Dataset excerpts:

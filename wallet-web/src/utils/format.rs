//! # Formatting Utilities for the Dashboard
//!
//! Display glue on top of [`shared::utils`]: token amounts with the symbol
//! attached, calendar dates for vesting timestamps, and explorer links for
//! confirmed transactions.

use shared::chains::chain_info;
use shared::utils::{format_address, format_units};

use crate::utils::constants::{DISPLAY_PRECISION, TARGET_CHAIN_ID, TOKEN_DECIMALS, TOKEN_SYMBOL};

/// Render a smallest-unit amount with the token symbol, e.g. `"1234.5678 VVT"`.
pub fn format_token_amount(smallest: &str) -> String {
    format!("{} {}", format_units(smallest, TOKEN_DECIMALS, DISPLAY_PRECISION), TOKEN_SYMBOL)
}

/// Calendar date for a unix-second timestamp, e.g. `"November 14, 2023"`.
pub fn format_start_date(unix_seconds: u64) -> String {
    match chrono::DateTime::from_timestamp(unix_seconds as i64, 0) {
        Some(moment) => moment.format("%B %-d, %Y").to_string(),
        None => format!("t+{unix_seconds}"),
    }
}

/// Explorer link for a transaction hash on the target chain, when the
/// registry knows an explorer for it.
pub fn explorer_tx_url(hash: &str) -> Option<String> {
    chain_info(TARGET_CHAIN_ID)
        .and_then(|chain| chain.explorer_url)
        .map(|base| format!("{base}/tx/{hash}"))
}

/// Shorten a 66-character transaction hash for display.
pub fn truncate_hash(hash: &str) -> String {
    format_address(hash, 10, 8)
}

/// Percentage with two decimals, e.g. `"25.00%"`.
pub fn format_percent(pct: f64) -> String {
    format!("{pct:.2}%")
}

#[cfg(test)]
mod tests {
    use super::*;

    #[test]
    fn token_amount_carries_symbol() {
        assert_eq!(format_token_amount("1500000000000000000"), "1.5000 VVT");
        assert_eq!(format_token_amount("0"), "0.0000 VVT");
    }

    #[test]
    fn start_date_renders_as_calendar_day() {
        // 2023-11-14T22:13:20Z
        assert_eq!(format_start_date(1_700_000_000), "November 14, 2023");
    }

    #[test]
    fn explorer_link_targets_the_deployment_chain() {
        let url = explorer_tx_url("0xabc").expect("target chain has an explorer");
        assert_eq!(url, "https://seitrace.com/tx/0xabc");
    }

    #[test]
    fn hash_truncation_keeps_both_ends() {
        let hash = "0x9e1f0ab32c4d56e7f8091a2b3c4d5e6f708192a3b4c5d6e7f8091a2b3c4d5e6f";
        assert_eq!(truncate_hash(hash), "0x9e1f0ab3...3c4d5e6f");
    }

    #[test]
    fn percent_formatting() {
        assert_eq!(format_percent(25.0), "25.00%");
        assert_eq!(format_percent(0.126), "0.13%");
    }
}
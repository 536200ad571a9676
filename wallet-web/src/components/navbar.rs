//! Top Navigation Bar

use leptos::prelude::*;
use leptos_router::components::A;

use crate::components::ConnectButton;

#[component]
pub fn Navbar() -> impl IntoView {
    view! {
        <nav>
            <div class="nav-inner">
                <A href="/" attr:class="nav-brand">
                    <span class="nav-title">
                        <span class="brand-gold">"Vest"</span>
                        <span class="brand-white">"Vault"</span>
                    </span>
                </A>
                <div class="nav-links">
                    <A href="/" attr:class="nav-link">"Home"</A>
                    <A href="/owner" attr:class="nav-link">"Owner Panel"</A>
                    <A href="/change-address" attr:class="nav-link">"Change Address"</A>
                    <ConnectButton/>
                </div>
            </div>
        </nav>
    }
}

What you will do: Your answer must be an exact copy of every record.

Reply to the task:
filename wallet-web/src/utils/format.rs
//! # Formatting Utilities for the Dashboard
//!
//! Display glue on top of [`shared::utils`]: token amounts with the symbol
//! attached, calendar dates for vesting timestamps, and explorer links for
//! confirmed transactions.

use shared::chains::chain_info;
use shared::utils::{format_address, format_units};

use crate::utils::constants::{DISPLAY_PRECISION, TARGET_CHAIN_ID, TOKEN_DECIMALS, TOKEN_SYMBOL};

/// Render a smallest-unit amount with the token symbol, e.g. `"1234.5678 VVT"`.
pub fn format_token_amount(smallest: &str) -> String {
    format!("{} {}", format_units(smallest, TOKEN_DECIMALS, DISPLAY_PRECISION), TOKEN_SYMBOL)
}

/// Calendar date for a unix-second timestamp, e.g. `"November 14, 2023"`.
pub fn format_start_date(unix_seconds: u64) -> String {
    match chrono::DateTime::from_timestamp(unix_seconds as i64, 0) {
        Some(moment) => moment.format("%B %-d, %Y").to_string(),
        None => format!("t+{unix_seconds}"),
    }
}

/// Explorer link for a transaction hash on the target chain, when the
/// registry knows an explorer for it.
pub fn explorer_tx_url(hash: &str) -> Option<String> {
    chain_info(TARGET_CHAIN_ID)
        .and_then(|chain| chain.explorer_url)
        .map(|base| format!("{base}/tx/{hash}"))
}

/// Shorten a 66-character transaction hash for display.
pub fn truncate_hash(hash: &str) -> String {
    format_address(hash, 10, 8)
}

/// Percentage with two decimals, e.g. `"25.00%"`.
pub fn format_percent(pct: f64) -> String {
    format!("{pct:.2}%")
}

#[cfg(test)]
mod tests {
    use super::*;

    #[test]
    fn token_amount_carries_symbol() {
        assert_eq!(format_token_amount("1500000000000000000"), "1.5000 VVT");
        assert_eq!(format_token_amount("0"), "0.0000 VVT");
    }

    #[test]
    fn start_date_renders_as_calendar_day() {
        // 2023-11-14T22:13:20Z
        assert_eq!(format_start_date(1_700_000_000), "November 14, 2023");
    }

    #[test]
    fn explorer_link_targets_the_deployment_chain() {
        let url = explorer_tx_url("0xabc").expect("target chain has an explorer");
        assert_eq!(url, "https://seitrace.com/tx/0xabc");
    }

    #[test]
    fn hash_truncation_keeps_both_ends() {
        let hash = "0x9e1f0ab32c4d56e7f8091a2b3c4d5e6f708192a3b4c5d6e7f8091a2b3c4d5e6f";
        assert_eq!(truncate_hash(hash), "0x9e1f0ab3...3c4d5e6f");
    }

    #[test]
    fn percent_formatting() {
        assert_eq!(format_percent(25.0), "25.00%");
        assert_eq!(format_percent(0.126), "0.13%");
    }
}
repository 536200ad571a9676
filename wallet-web/src/components/navbar.rs
//! Top Navigation Bar

use leptos::prelude::*;
use leptos_router::components::A;

use crate::components::ConnectButton;

#[component]
pub fn Navbar() -> impl IntoView {
    view! {
        <nav>
            <div class="nav-inner">
                <A href="/" attr:class="nav-brand">
                    <span class="nav-title">
                        <span class="brand-gold">"Vest"</span>
                        <span class="brand-white">"Vault"</span>
                    </span>
                </A>
                <div class="nav-links">
                    <A href="/" attr:class="nav-link">"Home"</A>
                    <A href="/owner" attr:class="nav-link">"Owner Panel"</A>
                    <A href="/change-address" attr:class="nav-link">"Change Address"</A>
                    <ConnectButton/>
                </div>
            </div>
        </nav>
    }
}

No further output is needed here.